Observation data: J2000 epoch
- Right ascension: 05^{h} 27.5^{m}
- Declination: −03° 58′
- Distance: either 518 or 1434 ly
- Apparent magnitude (V): 5
- Apparent dimensions (V): 10°
- Constellation: Orion

Physical characteristics
- Radius: either 50 or 150 ly
- Designations: Sh 2-276

= Barnard's Loop =

Emission nebula in the constellation of Orion

Barnard's Loop (catalogue designation Sh 2-276) is an emission nebula in the constellation of Orion. It is part of the Orion–Eridanus Superbubble, which itself belongs to the Orion molecular cloud complex. The loop takes the form of a large arc centered roughly on the dark Horsehead and the bright Orion Nebula, whose stars are believed to be responsible for ionizing the loop.

The loop extends over about 10° as seen from Earth, covering much of Orion. It is best seen in long-exposure photographs, although observers under very dark skies may be able to see it with the naked eye.

It is about 440 pc away and 110 pc in length.

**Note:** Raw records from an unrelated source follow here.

//! Template engine abstraction.
//!
//! This module defines the [`TemplateEngine`] trait which lets the renderer
//! work with different substitution languages. The default implementation is
//! [`MiniJinjaEngine`], which understands Jinja2 syntax.

use std::path::{Path, PathBuf};

use minijinja::{path_loader, AutoEscape, Environment, UndefinedBehavior};
use tracing::debug;

use crate::context::RenderContext;
use crate::error::{TemplateError, TemplateResult};
use crate::loader::TemplateLoader;

/// Handle to a template that an engine has located and accepted.
#[derive(Debug, Clone, PartialEq, Eq)]
pub struct ResolvedTemplate {
    name: String,
    path: PathBuf,
}

impl ResolvedTemplate {
    pub fn new(name: impl Into<String>, path: impl Into<PathBuf>) -> Self {
        Self {
            name: name.into(),
            path: path.into(),
        }
    }

    /// Logical name the template was requested by.
    pub fn name(&self) -> &str {
        &self.name
    }

    /// File the template was loaded from.
    pub fn path(&self) -> &Path {
        &self.path
    }
}

/// A template engine that can locate templates by name and render them.
///
/// Rendering is all-or-nothing: an engine either returns the complete text
/// or an error, never partial output.
pub trait TemplateEngine {
    /// Locate a template by logical name.
    ///
    /// Fails with [`TemplateError::NotFound`] when the name does not resolve
    /// to a file in the engine's template directory.
    fn resolve(&self, name: &str) -> TemplateResult<ResolvedTemplate>;

    /// Render a resolved template with the given context.
    fn render(&self, template: &ResolvedTemplate, context: &RenderContext) -> TemplateResult<String>;

    /// Whether this engine supports control flow (`{% for %}`, `{% if %}`).
    fn supports_control_flow(&self) -> bool;

    /// Whether this engine supports filters (`{{ value | filter }}`).
    fn supports_filters(&self) -> bool;
}

impl<E: TemplateEngine + ?Sized> TemplateEngine for Box<E> {
    fn resolve(&self, name: &str) -> TemplateResult<ResolvedTemplate> {
        (**self).resolve(name)
    }

    fn render(&self, template: &ResolvedTemplate, context: &RenderContext) -> TemplateResult<String> {
        (**self).render(template, context)
    }

    fn supports_control_flow(&self) -> bool {
        (**self).supports_control_flow()
    }

    fn supports_filters(&self) -> bool {
        (**self).supports_filters()
    }
}

/// MiniJinja-based template engine.
///
/// Provides Jinja2-compatible rendering: variable access with dotted paths,
/// loops, conditionals and the builtin filters. Templates are loaded from the
/// template directory on first use and cached for the engine's lifetime.
///
/// Like Jinja2, output is not auto-escaped and a single trailing newline of
/// the template source is dropped.
pub struct MiniJinjaEngine {
    env: Environment<'static>,
    loader: TemplateLoader,
}

impl MiniJinjaEngine {
    /// Create an engine that loads templates from `templates_dir`.
    pub fn new(templates_dir: impl Into<PathBuf>) -> Self {
        let loader = TemplateLoader::new(templates_dir);

        let mut env = Environment::new();
        env.set_loader(path_loader(loader.templates_path()));
        env.set_auto_escape_callback(|_name: &str| AutoEscape::None);
        env.set_undefined_behavior(UndefinedBehavior::Lenient);

        Self { env, loader }
    }

    /// Make undefined variables a render error instead of empty text.
    pub fn strict(mut self, strict: bool) -> Self {
        let behavior = if strict {
            UndefinedBehavior::Strict
        } else {
            UndefinedBehavior::Lenient
        };
        self.env.set_undefined_behavior(behavior);
        self
    }

    fn minijinja_error(&self, name: &str, err: minijinja::Error) -> TemplateError {
        TemplateError::from_minijinja(name, self.loader.templates_path(), err)
    }
}

impl TemplateEngine for MiniJinjaEngine {
    fn resolve(&self, name: &str) -> TemplateResult<ResolvedTemplate> {
        let path = self.loader.resolve(name)?;

        // Compile now so syntax errors surface before any rendering.
        self.env
            .get_template(name)
            .map_err(|e| self.minijinja_error(name, e))?;

        debug!("Compiled template {}", name);
        Ok(ResolvedTemplate::new(name, path))
    }

    fn render(&self, template: &ResolvedTemplate, context: &RenderContext) -> TemplateResult<String> {
        let tmpl = self
            .env
            .get_template(template.name())
            .map_err(|e| self.minijinja_error(template.name(), e))?;

        tmpl.render(context)
            .map_err(|e| self.minijinja_error(template.name(), e))
    }

    fn supports_control_flow(&self) -> bool {
        true
    }

    fn supports_filters(&self) -> bool {
        true
    }
}

#[cfg(test)]
mod tests {
    use super::*;
    use std::fs;
    use tempfile::{tempdir, TempDir};

    fn templates(files: &[(&str, &str)]) -> TempDir {
        let temp = tempdir().unwrap();
        for (name, source) in files {
            fs::write(temp.path().join(name), source).unwrap();
        }
        temp
    }

    fn context(yaml: &str) -> RenderContext {
        serde_yaml::from_str(yaml).unwrap()
    }

    fn render(engine: &MiniJinjaEngine, name: &str, ctx: &RenderContext) -> TemplateResult<String> {
        let template = engine.resolve(name)?;
        engine.render(&template, ctx)
    }

    #[test]
    fn test_minijinja_engine_simple() {
        let dir = templates(&[("t.j2", "replicas: {{ replicas }}")]);
        let engine = MiniJinjaEngine::new(dir.path());

        let output = render(&engine, "t.j2", &context("name: svc-a\nreplicas: 2")).unwrap();
        assert_eq!(output, "replicas: 2");
    }

    #[test]
    fn test_minijinja_engine_loops_and_conditionals() {
        let source = "{% for port in ports %}- {{ port }}\n{% endfor %}{% if debug %}debug: on{% endif %}";
        let dir = templates(&[("t.j2", source)]);
        let engine = MiniJinjaEngine::new(dir.path());

        let output = render(&engine, "t.j2", &context("ports: [80, 443]\ndebug: true")).unwrap();
        assert_eq!(output, "- 80\n- 443\ndebug: on");
    }

    #[test]
    fn test_minijinja_engine_nested_values_and_filters() {
        let dir = templates(&[("t.yaml.j2", "image: {{ image.repo }}:{{ image.tag }}\nname: {{ name | upper }}")]);
        let engine = MiniJinjaEngine::new(dir.path());

        let ctx = context("name: web\nimage:\n  repo: nginx\n  tag: '1.25'");
        let output = render(&engine, "t.yaml.j2", &ctx).unwrap();
        assert_eq!(output, "image: nginx:1.25\nname: WEB");
    }

    #[test]
    fn test_minijinja_engine_does_not_escape() {
        let dir = templates(&[("page.html", "{{ value }}")]);
        let engine = MiniJinjaEngine::new(dir.path());

        let output = render(&engine, "page.html", &context("value: '<a & b>'")).unwrap();
        assert_eq!(output, "<a & b>");
    }

    #[test]
    fn test_minijinja_engine_drops_single_trailing_newline() {
        let dir = templates(&[("t.j2", "kind: Deployment\n")]);
        let engine = MiniJinjaEngine::new(dir.path());

        let output = render(&engine, "t.j2", &RenderContext::new()).unwrap();
        assert_eq!(output, "kind: Deployment");
    }

    #[test]
    fn test_minijinja_engine_missing_template() {
        let dir = templates(&[]);
        let engine = MiniJinjaEngine::new(dir.path());

        let err = engine.resolve("deployment.yaml.j2").unwrap_err();
        assert!(err.is_not_found());
    }

    #[test]
    fn test_minijinja_engine_syntax_error() {
        let dir = templates(&[("t.j2", "{{ unclosed")]);
        let engine = MiniJinjaEngine::new(dir.path());

        let err = engine.resolve("t.j2").unwrap_err();
        assert!(matches!(err, TemplateError::RenderingFailed { .. }));
    }

    #[test]
    fn test_minijinja_engine_lenient_and_strict_undefined() {
        let dir = templates(&[("t.j2", "value: {{ missing }}")]);

        let lenient = MiniJinjaEngine::new(dir.path());
        assert_eq!(render(&lenient, "t.j2", &RenderContext::new()).unwrap(), "value: ");

        let strict = MiniJinjaEngine::new(dir.path()).strict(true);
        let err = render(&strict, "t.j2", &RenderContext::new()).unwrap_err();
        assert!(matches!(err, TemplateError::RenderingFailed { .. }));
    }

    #[test]
    fn test_minijinja_engine_supports_features() {
        let engine = MiniJinjaEngine::new("templates");
        assert!(engine.supports_control_flow());
        assert!(engine.supports_filters());
    }
}
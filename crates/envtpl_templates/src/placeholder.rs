//! Plain placeholder substitution.

use std::path::PathBuf;

use regex::{Captures, Regex};
use serde_yaml::Value;
use tracing::debug;

use crate::context::RenderContext;
use crate::engine::{ResolvedTemplate, TemplateEngine};
use crate::error::{TemplateError, TemplateResult};
use crate::loader::TemplateLoader;

/// Template engine that only replaces `{{ key.path }}` placeholders.
///
/// There is no control flow and no filters. Unresolved placeholders are left
/// in place, unless the engine is strict.
pub struct PlaceholderEngine {
    loader: TemplateLoader,
    variable_pattern: Regex,
    strict: bool,
}

impl PlaceholderEngine {
    /// Create an engine that loads templates from `templates_dir`.
    pub fn new(templates_dir: impl Into<PathBuf>) -> TemplateResult<Self> {
        Ok(Self {
            loader: TemplateLoader::new(templates_dir),
            // Match {{ name }} and {{ name.nested.0 }}
            variable_pattern: Regex::new(
                r"\{\{\s*([A-Za-z_][A-Za-z0-9_-]*(?:\.[A-Za-z0-9_-]+)*)\s*\}\}",
            )?,
            strict: false,
        })
    }

    /// Make unresolved placeholders a render error.
    pub fn strict(mut self, strict: bool) -> Self {
        self.strict = strict;
        self
    }

    /// Render content by replacing placeholders.
    pub fn render_content(
        &self,
        name: &str,
        content: &str,
        context: &RenderContext,
    ) -> TemplateResult<String> {
        let mut missing: Option<String> = None;

        let rendered = self
            .variable_pattern
            .replace_all(content, |caps: &Captures| {
                let path = &caps[1];
                match context.lookup(path) {
                    Some(value) => display_value(value),
                    None => {
                        if missing.is_none() {
                            missing = Some(path.to_string());
                        }
                        caps[0].to_string()
                    }
                }
            })
            .into_owned();

        if let Some(variable) = missing {
            if self.strict {
                return Err(TemplateError::UndefinedVariable {
                    name: name.to_string(),
                    variable,
                });
            }
            debug!("Left unresolved placeholder {} in {}", variable, name);
        }

        Ok(rendered)
    }
}

impl TemplateEngine for PlaceholderEngine {
    fn resolve(&self, name: &str) -> TemplateResult<ResolvedTemplate> {
        let path = self.loader.resolve(name)?;
        Ok(ResolvedTemplate::new(name, path))
    }

    fn render(&self, template: &ResolvedTemplate, context: &RenderContext) -> TemplateResult<String> {
        let content = self.loader.read(template.name())?;
        self.render_content(template.name(), &content, context)
    }

    fn supports_control_flow(&self) -> bool {
        false
    }

    fn supports_filters(&self) -> bool {
        false
    }
}

/// Text form of a value: scalars as written, collections as YAML.
fn display_value(value: &Value) -> String {
    match value {
        Value::Null => String::new(),
        Value::Bool(b) => b.to_string(),
        Value::Number(n) => n.to_string(),
        Value::String(s) => s.clone(),
        Value::Tagged(tagged) => display_value(&tagged.value),
        Value::Sequence(_) | Value::Mapping(_) => serde_yaml::to_string(value)
            .map(|s| s.trim_end().to_string())
            .unwrap_or_default(),
    }
}
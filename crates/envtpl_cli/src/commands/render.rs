//! Render command - Render one environment's manifest.

use std::path::PathBuf;

use anyhow::Result;
use clap::{Args, ValueEnum};
use tracing::info;

use envtpl_core::settings::{DEFAULT_OUTDIR, DEFAULT_TEMPLATE};
use envtpl_core::{
    CoreError, Emitted, OutputMode, OutputSink, Pipeline, PipelineSettings, RenderRequest,
};
use envtpl_templates::{MiniJinjaEngine, PlaceholderEngine, TemplateEngine};

/// Substitution language used for templates.
#[derive(Debug, Clone, Copy, PartialEq, Eq, ValueEnum)]
pub enum EngineKind {
    /// Jinja2-compatible templates (loops, conditionals, filters)
    Jinja,
    /// Plain {{ key.path }} substitution
    Placeholder,
}

#[derive(Args)]
pub struct RenderArgs {
    /// Environment name (dev/staging/prod)
    #[arg(short, long)]
    pub env: String,

    /// Template file inside the templates directory
    #[arg(short, long, default_value = DEFAULT_TEMPLATE)]
    pub template: String,

    /// Directory where the rendered manifest will be written
    #[arg(short, long, default_value = DEFAULT_OUTDIR)]
    pub outdir: PathBuf,

    /// Print rendered manifest to stdout instead of writing to file
    #[arg(short, long)]
    pub dry_run: bool,

    /// Directory relative paths are resolved against (default: current directory)
    #[arg(long, env = "ENVTPL_BASE_DIR")]
    pub base_dir: Option<PathBuf>,

    /// Environment configuration file (default: <base-dir>/envs.yaml)
    #[arg(short, long)]
    pub config: Option<PathBuf>,

    /// Templates directory (default: <base-dir>/templates)
    #[arg(long)]
    pub templates_dir: Option<PathBuf>,

    /// Template engine
    #[arg(long, value_enum, default_value_t = EngineKind::Jinja)]
    pub engine: EngineKind,

    /// Fail on undefined template variables
    #[arg(long)]
    pub strict: bool,
}

pub fn execute(args: RenderArgs, quiet: bool) -> Result<()> {
    let base_dir = match args.base_dir {
        Some(dir) => dir,
        None => std::env::current_dir()?,
    };

    let mut settings = PipelineSettings::new(base_dir);
    if let Some(config) = &args.config {
        settings = settings.with_config_path(config);
    }
    if let Some(templates_dir) = &args.templates_dir {
        settings = settings.with_templates_dir(templates_dir);
    }

    info!(
        "Rendering {} for environment {} ({:?} engine)",
        args.template, args.env, args.engine
    );

    let engine = build_engine(args.engine, &settings, args.strict)?;
    let pipeline = Pipeline::new(settings, engine);

    let mode = if args.dry_run {
        OutputMode::DryRun
    } else {
        OutputMode::Write {
            outdir: pipeline.settings().resolve(&args.outdir),
        }
    };
    let mut sink = OutputSink::stdout(mode);

    let request = RenderRequest::new(args.env).with_template(args.template);
    let emitted = pipeline.run(&request, &mut sink)?;

    if let Emitted::Written(path) = emitted {
        if !quiet {
            println!("[INFO] Wrote rendered manifest to {}", path.display());
            println!("[OK] Render finished.");
        }
    }

    Ok(())
}

fn build_engine(
    kind: EngineKind,
    settings: &PipelineSettings,
    strict: bool,
) -> Result<Box<dyn TemplateEngine>, CoreError> {
    let engine: Box<dyn TemplateEngine> = match kind {
        EngineKind::Jinja => Box::new(MiniJinjaEngine::new(settings.templates_dir()).strict(strict)),
        EngineKind::Placeholder => {
            Box::new(PlaceholderEngine::new(settings.templates_dir())?.strict(strict))
        }
    };
    Ok(engine)
}
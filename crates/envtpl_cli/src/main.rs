//! envtpl CLI - Main entry point.
//!
//! Exit codes:
//! - 0: Success
//! - 1: Configuration file not found
//! - 2: Environment not found (also invalid arguments)
//! - 3: Template not found
//! - 4: Output could not be written
//! - 5: Configuration file malformed
//! - 6: Template failed to render
//! - 10: Unexpected error

use std::process::ExitCode;

use clap::Parser;
use tracing_subscriber::{fmt, prelude::*, EnvFilter};

use envtpl_core::{CoreError, ExitCodes};

mod commands;

use commands::Cli;

fn main() -> ExitCode {
    let cli = Cli::parse();

    init_logging(cli.verbose, cli.quiet);

    match commands::render::execute(cli.render, cli.quiet) {
        Ok(()) => ExitCode::from(ExitCodes::SUCCESS),
        Err(e) => {
            eprintln!("[ERROR] {:#}", e);
            ExitCode::from(categorize_error(&e))
        }
    }
}

/// Logs go to stderr so stdout carries only the manifest in dry-run mode.
fn init_logging(verbose: bool, quiet: bool) {
    let level = if verbose {
        "debug"
    } else if quiet {
        "warn"
    } else {
        "info"
    };
    let default_filter = ["envtpl", "envtpl_core", "envtpl_templates"]
        .iter()
        .map(|target| format!("{}={}", target, level))
        .chain(std::iter::once("warn".to_string()))
        .collect::<Vec<_>>()
        .join(",");

    let filter =
        EnvFilter::try_from_default_env().unwrap_or_else(|_| EnvFilter::new(default_filter));

    let log_result = tracing_subscriber::registry()
        .with(fmt::layer().with_target(false).with_writer(std::io::stderr))
        .with(filter)
        .try_init();

    if log_result.is_err() {
        // Logging already initialized, continue
    }
}

/// Map an error to its exit code.
fn categorize_error(e: &anyhow::Error) -> u8 {
    e.downcast_ref::<CoreError>()
        .map(CoreError::exit_code)
        .unwrap_or(ExitCodes::GENERAL_ERROR)
}
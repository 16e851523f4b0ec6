//! Error types for the core module.

use std::path::PathBuf;

use envtpl_templates::TemplateError;
use thiserror::Error;

/// Result type alias for core operations.
pub type CoreResult<T> = Result<T, CoreError>;

/// Process exit codes, one per failure class.
pub struct ExitCodes;

impl ExitCodes {
    pub const SUCCESS: u8 = 0;
    pub const CONFIG_NOT_FOUND: u8 = 1;
    pub const ENVIRONMENT_NOT_FOUND: u8 = 2;
    pub const TEMPLATE_NOT_FOUND: u8 = 3;
    pub const OUTPUT_WRITE_ERROR: u8 = 4;
    pub const CONFIG_PARSE_ERROR: u8 = 5;
    pub const TEMPLATE_ERROR: u8 = 6;
    pub const GENERAL_ERROR: u8 = 10;
}

/// Errors that can occur during a render run.
#[derive(Error, Debug)]
pub enum CoreError {
    #[error("Config file {} not found.", .0.display())]
    ConfigNotFound(PathBuf),

    #[error("Config file {} is invalid: {message}", .path.display())]
    ConfigParse { path: PathBuf, message: String },

    #[error(
        "Environment '{name}' not found in {}. Available envs: {}",
        .path.display(),
        available_list(.available)
    )]
    EnvironmentNotFound {
        name: String,
        path: PathBuf,
        available: Vec<String>,
    },

    #[error(transparent)]
    Template(#[from] TemplateError),

    #[error("Failed to write {}: {source}", .path.display())]
    OutputWrite {
        path: PathBuf,
        source: std::io::Error,
    },

    #[error("IO error: {0}")]
    Io(#[from] std::io::Error),
}

impl CoreError {
    /// The exit code a process should terminate with for this error.
    pub fn exit_code(&self) -> u8 {
        match self {
            Self::ConfigNotFound(_) => ExitCodes::CONFIG_NOT_FOUND,
            Self::EnvironmentNotFound { .. } => ExitCodes::ENVIRONMENT_NOT_FOUND,
            Self::Template(TemplateError::NotFound { .. }) => ExitCodes::TEMPLATE_NOT_FOUND,
            Self::Template(_) => ExitCodes::TEMPLATE_ERROR,
            Self::OutputWrite { .. } => ExitCodes::OUTPUT_WRITE_ERROR,
            Self::ConfigParse { .. } => ExitCodes::CONFIG_PARSE_ERROR,
            Self::Io(_) => ExitCodes::GENERAL_ERROR,
        }
    }
}

fn available_list(names: &[String]) -> String {
    if names.is_empty() {
        "(none)".to_string()
    } else {
        names.join(", ")
    }
}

It is thought to have originated in a supernova explosion about 2 million years ago, which may have also created several known runaway stars, including AE Aurigae, Mu Columbae and 53 Arietis, which are believed to have been part of a multiple star system in which one component exploded as a supernova.

Although this faint nebula was certainly observed by earlier astronomers, it is named after the pioneering astrophotographer E. E. Barnard who photographed it and published a description in 1894.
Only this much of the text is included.